J'ai plutôt apprécié l'A Rebours de Huysmans, pas tant pour l'érudition dont fait preuve l'auteur, au travers de son personnage de Des Esseintes, féru d'art, mais plutôt pour l'ambiance qui se dégage de cette écriture à la "désespérance teintée d'humour et volontiers provocatrice". Brandi dès sa parution comme l'expression même du mouvement décadent fin de siècle, cet ouvrage s'inspire clairement de la noirceur morbide de Poe ou Badelaire, m'a beaucoup rappelé La Confession d'un enfant du siècle de musset, et surtout Oscar Wilde. On y retrouve aussi sans doute le cynisme d'un Céline et les chants glauques de Lautréamont..
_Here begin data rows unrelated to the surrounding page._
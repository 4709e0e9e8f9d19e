use crate::ops::{
    Blocks, Contains, Corners, Enlarge, HullWith, Intersects, Measure, MinDist, MinDistChange,
    NearestTo, Overlaps,
};
use crate::Coord;

use core::fmt;
use core::ops::{Add, AddAssign, Neg, Sub, SubAssign};

/// Alias for `euclid::default::Vector2D`.
pub use euclid::default::Vector2D as Vector2;

/// Shorthand for `Vector2::new(x, y)`.
pub use euclid::vec2 as vector2;

/// An ordered pair whose coordinates are independent primitives.
///
/// Each coordinate is a scalar, an [`Interval`](crate::Interval) or
/// another `Point`, and every operation is applied per coordinate, so
/// the one type covers plain points, rectangles, axis-aligned segments
/// and 3D points. See the aliases in [`rect`](crate::rect()).
///
/// The derived ordering is lexicographic: `x` first, then `y`.
#[derive(Copy, Clone, Debug, PartialEq, Eq, PartialOrd, Ord, Hash, Default)]
#[cfg_attr(feature = "serialization", derive(Serialize, Deserialize))]
pub struct Point<X, Y = X> {
    pub x: X,
    pub y: Y,
}

/// Shorthand for `Point::new(x, y)`.
#[inline]
pub fn point<X, Y>(x: X, y: Y) -> Point<X, Y> {
    Point { x, y }
}

impl<X, Y> Point<X, Y> {
    #[inline]
    pub fn new(x: X, y: Y) -> Self {
        Point { x, y }
    }

    /// Mirror across the `x = y` diagonal.
    #[inline]
    pub fn flip_xy(&self) -> Point<Y, X>
    where
        X: Clone,
        Y: Clone,
    {
        Point { x: self.y.clone(), y: self.x.clone() }
    }

    /// Mirror across the y axis.
    #[inline]
    pub fn flip_y(&self) -> Point<X, Y>
    where
        X: Neg<Output = X> + Clone,
        Y: Clone,
    {
        Point { x: -self.x.clone(), y: self.y.clone() }
    }
}

impl<T: Coord> Point<T, T> {
    /// Change of basis `(x, y) -> (x - y, x + y)`.
    ///
    /// In the rotated frame an L1 ball is an L∞ ball, which is what
    /// makes Manhattan-arc arithmetic axis-aligned.
    #[inline]
    pub fn rotates(&self) -> Point<T, T> {
        Point { x: self.x - self.y, y: self.x + self.y }
    }

    /// Inverse of [`rotates`](Self::rotates), rounding each half toward
    /// zero the way integer division does.
    #[inline]
    pub fn inv_rotates(&self) -> Point<T, T> {
        Point {
            x: (self.x + self.y) / T::two(),
            y: (self.y - self.x) / T::two(),
        }
    }
}

// Translation by a vector applies per coordinate, so rectangles and
// segments translate with the same impl as plain points.

impl<X, Y, T: Copy> AddAssign<Vector2<T>> for Point<X, Y>
where
    X: AddAssign<T>,
    Y: AddAssign<T>,
{
    #[inline]
    fn add_assign(&mut self, v: Vector2<T>) {
        self.x += v.x;
        self.y += v.y;
    }
}

impl<X, Y, T: Copy> SubAssign<Vector2<T>> for Point<X, Y>
where
    X: SubAssign<T>,
    Y: SubAssign<T>,
{
    #[inline]
    fn sub_assign(&mut self, v: Vector2<T>) {
        self.x -= v.x;
        self.y -= v.y;
    }
}

impl<X, Y, T: Copy> Add<Vector2<T>> for Point<X, Y>
where
    X: AddAssign<T>,
    Y: AddAssign<T>,
{
    type Output = Point<X, Y>;
    #[inline]
    fn add(mut self, v: Vector2<T>) -> Point<X, Y> {
        self += v;
        self
    }
}

impl<X, Y, T: Copy> Sub<Vector2<T>> for Point<X, Y>
where
    X: SubAssign<T>,
    Y: SubAssign<T>,
{
    type Output = Point<X, Y>;
    #[inline]
    fn sub(mut self, v: Vector2<T>) -> Point<X, Y> {
        self -= v;
        self
    }
}

impl<T: Coord> Sub for Point<T, T> {
    type Output = Vector2<T>;
    #[inline]
    fn sub(self, other: Point<T, T>) -> Vector2<T> {
        vector2(self.x - other.x, self.y - other.y)
    }
}

impl<X1, Y1, X2, Y2> Overlaps<Point<X2, Y2>> for Point<X1, Y1>
where
    X1: Overlaps<X2>,
    Y1: Overlaps<Y2>,
{
    #[inline]
    fn overlaps(&self, other: &Point<X2, Y2>) -> bool {
        self.x.overlaps(&other.x) && self.y.overlaps(&other.y)
    }
}

impl<X1, Y1, X2, Y2> Contains<Point<X2, Y2>> for Point<X1, Y1>
where
    X1: Contains<X2>,
    Y1: Contains<Y2>,
{
    #[inline]
    fn contains(&self, other: &Point<X2, Y2>) -> bool {
        self.x.contains(&other.x) && self.y.contains(&other.y)
    }
}

impl<X1, Y1, X2, Y2> Intersects<Point<X2, Y2>> for Point<X1, Y1>
where
    X1: Intersects<X2>,
    Y1: Intersects<Y2>,
{
    type Output = Point<X1::Output, Y1::Output>;
    #[inline]
    fn intersect_with(&self, other: &Point<X2, Y2>) -> Self::Output {
        Point {
            x: self.x.intersect_with(&other.x),
            y: self.y.intersect_with(&other.y),
        }
    }
}

impl<X1, Y1, X2, Y2> HullWith<Point<X2, Y2>> for Point<X1, Y1>
where
    X1: HullWith<X2>,
    Y1: HullWith<Y2>,
{
    type Output = Point<X1::Output, Y1::Output>;
    #[inline]
    fn hull_with(&self, other: &Point<X2, Y2>) -> Self::Output {
        Point {
            x: self.x.hull_with(&other.x),
            y: self.y.hull_with(&other.y),
        }
    }
}

impl<X1, Y1, X2, Y2, D> MinDist<Point<X2, Y2>> for Point<X1, Y1>
where
    X1: MinDist<X2, Scalar = D>,
    Y1: MinDist<Y2, Scalar = D>,
    D: Coord,
{
    type Scalar = D;
    /// Per-axis distances add up, which is the Manhattan metric.
    #[inline]
    fn min_dist_with(&self, other: &Point<X2, Y2>) -> D {
        self.x.min_dist_with(&other.x) + self.y.min_dist_with(&other.y)
    }
}

impl<X1, Y1, X2, Y2, D> MinDistChange<Point<X2, Y2>> for Point<X1, Y1>
where
    X1: MinDistChange<X2, Scalar = D>,
    Y1: MinDistChange<Y2, Scalar = D>,
    D: Coord,
{
    type Scalar = D;
    #[inline]
    fn min_dist_change_with(&mut self, other: &mut Point<X2, Y2>) -> D {
        self.x.min_dist_change_with(&mut other.x) + self.y.min_dist_change_with(&mut other.y)
    }
}

impl<X1, Y1, X2, Y2> NearestTo<Point<X2, Y2>> for Point<X1, Y1>
where
    X1: NearestTo<X2>,
    Y1: NearestTo<Y2>,
{
    type Output = Point<X1::Output, Y1::Output>;
    #[inline]
    fn nearest_to(&self, other: &Point<X2, Y2>) -> Self::Output {
        Point {
            x: self.x.nearest_to(&other.x),
            y: self.y.nearest_to(&other.y),
        }
    }
}

impl<X, Y, T: Copy> Enlarge<T> for Point<X, Y>
where
    X: Enlarge<T>,
    Y: Enlarge<T>,
{
    type Output = Point<X::Output, Y::Output>;
    #[inline]
    fn enlarge_with(&self, alpha: T) -> Self::Output {
        Point {
            x: self.x.enlarge_with(alpha),
            y: self.y.enlarge_with(alpha),
        }
    }
}

impl<X, Y, D> Measure for Point<X, Y>
where
    X: Measure<Scalar = D>,
    Y: Measure<Scalar = D>,
    D: Coord,
{
    type Scalar = D;
    #[inline]
    fn measure(&self) -> D {
        self.x.measure() * self.y.measure()
    }
}

impl<X: Corners, Y: Corners> Corners for Point<X, Y> {
    type Output = Point<X::Output, Y::Output>;
    #[inline]
    fn center(&self) -> Self::Output {
        Point { x: self.x.center(), y: self.y.center() }
    }
    #[inline]
    fn lower_corner(&self) -> Self::Output {
        Point { x: self.x.lower_corner(), y: self.y.lower_corner() }
    }
    #[inline]
    fn upper_corner(&self) -> Self::Output {
        Point { x: self.x.upper_corner(), y: self.y.upper_corner() }
    }
}

impl<X1, Y1, X2, Y2> Blocks<Point<X2, Y2>> for Point<X1, Y1>
where
    X1: Blocks<X2>,
    Y1: Blocks<Y2>,
{
    #[inline]
    fn blocks(&self, other: &Point<X2, Y2>) -> bool {
        self.x.blocks(&other.x) && self.y.blocks(&other.y)
    }
}

impl<X: fmt::Display, Y: fmt::Display> fmt::Display for Point<X, Y> {
    fn fmt(&self, f: &mut fmt::Formatter<'_>) -> fmt::Result {
        write!(f, "({}, {})", self.x, self.y)
    }
}
use crate::point::RoutePoint;
use crate::tree::RoutingTree;
use ortho_geom::Measure;

/// Routes one net: a fixed source and a set of terminals, optionally
/// dodging keep-out regions.
///
/// Terminals are inserted in order of increasing distance from the
/// source; among equidistant terminals the one with the larger
/// enclosing-region measure goes first, so wider detours are resolved
/// before they are hemmed in by other wires.
pub struct GlobalRouter<P: RoutePoint> {
    source: P,
    terminals: Vec<P>,
    tree: RoutingTree<P>,
    /// Distance from the source to the farthest terminal; the budget
    /// base for [`route_with_constraints`](Self::route_with_constraints).
    worst_wirelength: i32,
    keepouts: Option<Vec<P::Keepout>>,
}

impl<P: RoutePoint> GlobalRouter<P> {
    pub fn new(source: P, mut terminals: Vec<P>, keepouts: Option<Vec<P::Keepout>>) -> Self {
        terminals.sort_by(|a, b| {
            let dist_a = source.dist(a);
            let dist_b = source.dist(b);
            dist_a.cmp(&dist_b).then_with(|| {
                let area_a = source.hull_to(a).measure();
                let area_b = source.hull_to(b).measure();
                area_b.cmp(&area_a)
            })
        });
        let worst_wirelength = terminals.last().map_or(0, |t| source.dist(t));
        let tree = RoutingTree::new(source.clone());
        GlobalRouter {
            source,
            terminals,
            tree,
            worst_wirelength,
            keepouts,
        }
    }

    /// Distance from the source to the farthest terminal.
    pub fn worst_wirelength(&self) -> i32 {
        self.worst_wirelength
    }

    /// Connect every terminal directly to its nearest existing node; no
    /// Steiner points are created.
    pub fn route_simple(&mut self) {
        for terminal in &self.terminals {
            // A terminal insertion under an existing parent can't fail.
            let _ = self.tree.insert_terminal_node(terminal.clone(), None);
        }
    }

    /// Connect every terminal to the closest point of the existing
    /// tree, splitting wires with Steiner nodes where profitable.
    pub fn route_with_steiners(&mut self) {
        for terminal in &self.terminals {
            self.tree
                .insert_terminal_with_steiner(terminal.clone(), self.keepouts.as_deref());
        }
    }

    /// Like [`route_with_steiners`](Self::route_with_steiners), but
    /// every source-to-terminal path is kept within
    /// `alpha · worst_wirelength`.
    pub fn route_with_constraints(&mut self, alpha: f64) {
        let allowed = (f64::from(self.worst_wirelength) * alpha).round() as i32;
        route_log!("routing: wirelength budget {}", allowed);
        for terminal in &self.terminals {
            self.tree.insert_terminal_with_constraints(
                terminal.clone(),
                allowed,
                self.keepouts.as_deref(),
            );
        }
    }

    /// The routing tree built so far.
    pub fn tree(&self) -> &RoutingTree<P> {
        &self.tree
    }

    /// Mutable access, for post-passes such as
    /// [`optimize_steiner_points`](RoutingTree::optimize_steiner_points).
    pub fn tree_mut(&mut self) -> &mut RoutingTree<P> {
        &mut self.tree
    }

    /// The terminals in insertion order.
    pub fn terminals(&self) -> &[P] {
        &self.terminals
    }

    /// The source position.
    pub fn source(&self) -> &P {
        &self.source
    }
}
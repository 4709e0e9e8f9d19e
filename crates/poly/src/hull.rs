//! Monotone and convex hulls of rectilinear polygons.
//!
//! A monotone hull keeps the vertices of one directed chain and drops
//! every vertex whose local turn re-enters the polygon; running the
//! x-monotone pass and then the y-monotone pass yields the rectilinear
//! convex hull. The passes walk the polygon as a [`Ring`] so removal is
//! a constant-time detach and the walk can step back to re-examine the
//! predecessor of a removed vertex.

use crate::ring::Ring;
use crate::util::{max_index_by_key, min_index_by_key};
use ortho_geom::{Coord, Point};

fn chain_pass<T: Coord>(
    pointset: &[Point<T, T>],
    ring: &mut Ring,
    start: usize,
    stop: usize,
    key: &impl Fn(&Point<T, T>) -> (T, T),
    cmp: impl Fn(T, T) -> bool,
    drop_turn: impl Fn(T) -> bool,
) {
    let mut vcurr = start;
    while vcurr != stop {
        let vnext = ring.next(vcurr);
        let vprev = ring.prev(vcurr);
        let p0 = pointset[ring.data(vprev)];
        let p1 = pointset[ring.data(vcurr)];
        let p2 = pointset[ring.data(vnext)];

        // A vertex is examined when the chain stalls or backtracks in
        // the major direction around it.
        let against_chain = cmp(key(&p1).0, key(&p2).0) || cmp(key(&p0).0, key(&p1).0);
        if against_chain {
            let turn = (p1.y - p0.y) * (p2.x - p1.x);
            if drop_turn(turn) {
                ring.detach(vcurr);
                vcurr = vprev;
            } else {
                vcurr = vnext;
            }
        } else {
            vcurr = vnext;
        }
    }
}

/// Monotone hull along the major direction extracted by `key`.
///
/// `is_anticlockwise` is the orientation of the input polygon (see
/// [`rpolygon_is_anticlockwise`](crate::rpolygon_is_anticlockwise));
/// it decides which turn sign counts as re-entrant.
pub fn rpolygon_make_monotone_hull<T: Coord>(
    pointset: &[Point<T, T>],
    is_anticlockwise: bool,
    key: impl Fn(&Point<T, T>) -> (T, T),
) -> Vec<Point<T, T>> {
    if pointset.len() <= 3 {
        return pointset.to_vec();
    }

    let min_index = min_index_by_key(pointset, &key);
    let max_index = max_index_by_key(pointset, &key);
    let min_point = pointset[min_index];

    let mut ring = Ring::new(pointset.len());
    if is_anticlockwise {
        chain_pass(pointset, &mut ring, min_index, max_index, &key, |a, b| a >= b, |t| {
            t >= T::zero()
        });
        chain_pass(pointset, &mut ring, max_index, min_index, &key, |a, b| a <= b, |t| {
            t >= T::zero()
        });
    } else {
        chain_pass(pointset, &mut ring, min_index, max_index, &key, |a, b| a >= b, |t| {
            t <= T::zero()
        });
        chain_pass(pointset, &mut ring, max_index, min_index, &key, |a, b| a <= b, |t| {
            t <= T::zero()
        });
    }

    let mut result = vec![min_point];
    for id in ring.iter_from(min_index) {
        result.push(pointset[ring.data(id)]);
    }
    result
}

/// x-monotone hull of a rectilinear polygon.
pub fn rpolygon_make_xmonotone_hull<T: Coord>(
    pointset: &[Point<T, T>],
    is_anticlockwise: bool,
) -> Vec<Point<T, T>> {
    rpolygon_make_monotone_hull(pointset, is_anticlockwise, |p| (p.x, p.y))
}

/// y-monotone hull of a rectilinear polygon.
pub fn rpolygon_make_ymonotone_hull<T: Coord>(
    pointset: &[Point<T, T>],
    is_anticlockwise: bool,
) -> Vec<Point<T, T>> {
    rpolygon_make_monotone_hull(pointset, is_anticlockwise, |p| (p.y, p.x))
}

/// Rectilinear convex hull: the y-monotone hull of the x-monotone hull.
pub fn rpolygon_make_convex_hull<T: Coord>(
    pointset: &[Point<T, T>],
    is_anticlockwise: bool,
) -> Vec<Point<T, T>> {
    let xmono = rpolygon_make_xmonotone_hull(pointset, is_anticlockwise);
    rpolygon_make_ymonotone_hull(&xmono, is_anticlockwise)
}
//! Financial projection and stress-testing engine for lending analysis.
//!
//! Turns calibrated operating assumptions and debt-facility terms into a
//! multi-year projection, evaluates covenant compliance, applies stress
//! shocks, and produces a DCF valuation with IRR/MOIC equity returns.
//! Every operation is a pure function over immutable inputs.

pub mod calibrate;
pub mod covenants;
pub mod debt;
pub mod error;
pub mod params;
pub mod projector;
pub mod scenario;
pub mod solver;
pub mod types;
pub mod valuation;

pub use error::EngineError;
pub use types::*;

/// Standard result type for all engine operations
pub type EngineResult<T> = Result<T, EngineError>;
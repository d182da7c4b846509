use clap::Args;
use rust_decimal::Decimal;
use serde::Deserialize;
use serde_json::{json, Value};

use lendcast_core::solver;

use crate::input;

/// Arguments for IRR calculation
#[derive(Args)]
#[command(allow_hyphen_values = true)]
pub struct IrrArgs {
    /// Path to a JSON input file: { "cash_flows": [...] }
    #[arg(long)]
    pub input: Option<String>,

    /// Comma-separated cash flows, first one at time zero (e.g. "-1000,400,400,400")
    #[arg(long)]
    pub flows: Option<String>,
}

/// Arguments for NPV calculation
#[derive(Args)]
#[command(allow_hyphen_values = true)]
pub struct NpvArgs {
    /// Path to a JSON input file: { "rate": r, "cash_flows": [...] }
    #[arg(long)]
    pub input: Option<String>,

    /// Discount rate
    #[arg(long)]
    pub rate: Option<Decimal>,

    /// Comma-separated cash flows, first one at time zero
    #[arg(long)]
    pub flows: Option<String>,
}

#[derive(Deserialize)]
struct FlowsInput {
    cash_flows: Vec<Decimal>,
}

#[derive(Deserialize)]
struct NpvInput {
    rate: Decimal,
    cash_flows: Vec<Decimal>,
}

pub fn run_irr(args: IrrArgs) -> Result<Value, Box<dyn std::error::Error>> {
    let flows: Vec<Decimal> = if let Some(ref path) = args.input {
        let parsed: FlowsInput = input::file::read_json(path)?;
        parsed.cash_flows
    } else if let Some(data) = input::stdin::read_stdin()? {
        let parsed: FlowsInput = serde_json::from_value(data)?;
        parsed.cash_flows
    } else if let Some(ref raw) = args.flows {
        parse_flows(raw)?
    } else {
        return Err("--flows or --input is required for IRR".into());
    };

    let irr = solver::irr(&flows)?;
    Ok(json!({
        "result": {
            "irr": irr,
            "cash_flows": flows,
        }
    }))
}

pub fn run_npv(args: NpvArgs) -> Result<Value, Box<dyn std::error::Error>> {
    let (rate, flows): (Decimal, Vec<Decimal>) = if let Some(ref path) = args.input {
        let parsed: NpvInput = input::file::read_json(path)?;
        (parsed.rate, parsed.cash_flows)
    } else if let Some(data) = input::stdin::read_stdin()? {
        let parsed: NpvInput = serde_json::from_value(data)?;
        (parsed.rate, parsed.cash_flows)
    } else {
        let rate = args.rate.ok_or("--rate is required (or provide --input)")?;
        let raw = args
            .flows
            .as_ref()
            .ok_or("--flows is required (or provide --input)")?;
        (rate, parse_flows(raw)?)
    };

    let npv = solver::npv(rate, &flows)?;
    Ok(json!({
        "result": {
            "npv": npv,
            "rate": rate,
            "cash_flows": flows,
        }
    }))
}

fn parse_flows(raw: &str) -> Result<Vec<Decimal>, Box<dyn std::error::Error>> {
    raw.split(',')
        .map(|s| {
            s.trim()
                .parse::<Decimal>()
                .map_err(|e| format!("Invalid cash flow '{}': {}", s.trim(), e).into())
        })
        .collect()
}
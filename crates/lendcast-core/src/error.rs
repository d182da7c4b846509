use rust_decimal::Decimal;
use thiserror::Error;

#[derive(Debug, Error)]
pub enum EngineError {
    #[error("Invalid input: {field} — {reason}")]
    InvalidInput { field: String, reason: String },

    #[error("Financial impossibility: {0}")]
    FinancialImpossibility(String),

    #[error("Convergence failure: {function} did not converge after {iterations} iterations (delta: {last_delta})")]
    ConvergenceFailure {
        function: String,
        iterations: u32,
        last_delta: Decimal,
    },

    #[error("Insufficient data: {0}")]
    InsufficientData(String),

    #[error("Division by zero in {context}")]
    DivisionByZero { context: String },

    #[error("Serialization error: {0}")]
    SerializationError(String),
}

impl From<serde_json::Error> for EngineError {
    fn from(e: serde_json::Error) -> Self {
        EngineError::SerializationError(e.to_string())
    }
}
Les réflexions philosophiques pascaliennes se mêlent au pessimisme de Schopenhauer au travers de l'anti-héros Des Esseintes, dont l'expérience sans lendemain est à peu près le seul ressort du roman, qui reste immobile, immanent... et c'est aussi ce qui en fait la force.
Bref, un roman à ne pas lire durant les longues nuits mornes d'automne -déprime garantie-, mais remarquable. Bien que n'ayant rien lu de Houellebecq, je peux comprendre qu'il rende hommage à Huysmans. Loin d'être dépourvu de passion, l'anti-héros Des Esseintes la vit au contraire pleinement, dans un sens christique, développant une recherche éffrenée, désespéré, du beau et du plaisir artificiel, qui ne peut prendre fin que dans la mort... ou dans le refuge religieux... choix que fera plus tard Huysmans.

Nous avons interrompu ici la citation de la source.